• [Saved entries]:
+++

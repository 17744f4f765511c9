//! Scalar trait for tensor element types.

use faer_traits::ComplexField;
use std::fmt::Debug;
use std::ops::{Add, Mul, Neg, Sub};

/// Trait for scalar types supported by gradbridge kernels.
///
/// This wraps faer's `ComplexField` (needed by the GEMM path) with the
/// arithmetic bounds used by the element-wise kernels.
pub trait Scalar:
    ComplexField
    + Copy
    + Debug
    + Default
    + PartialEq
    + Add<Output = Self>
    + Sub<Output = Self>
    + Mul<Output = Self>
    + Neg<Output = Self>
    + 'static
{
    /// Returns the additive identity (zero).
    fn zero() -> Self {
        Self::default()
    }

    /// Returns the multiplicative identity (one).
    fn one() -> Self;
}

impl Scalar for f64 {
    fn one() -> Self {
        1.0
    }
}

#[cfg(test)]
mod tests {
    use super::*;

    #[test]
    fn test_f64_is_real() {
        assert!(<f64 as ComplexField>::IS_REAL);
    }

    #[test]
    fn test_zero_one() {
        assert_eq!(f64::zero(), 0.0);
        assert_eq!(f64::one(), 1.0);
    }
}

+++

• [What to produce]: Please give the number of lines above that contain the string "identity", and nothing more.

• [Solution to the problem]: 2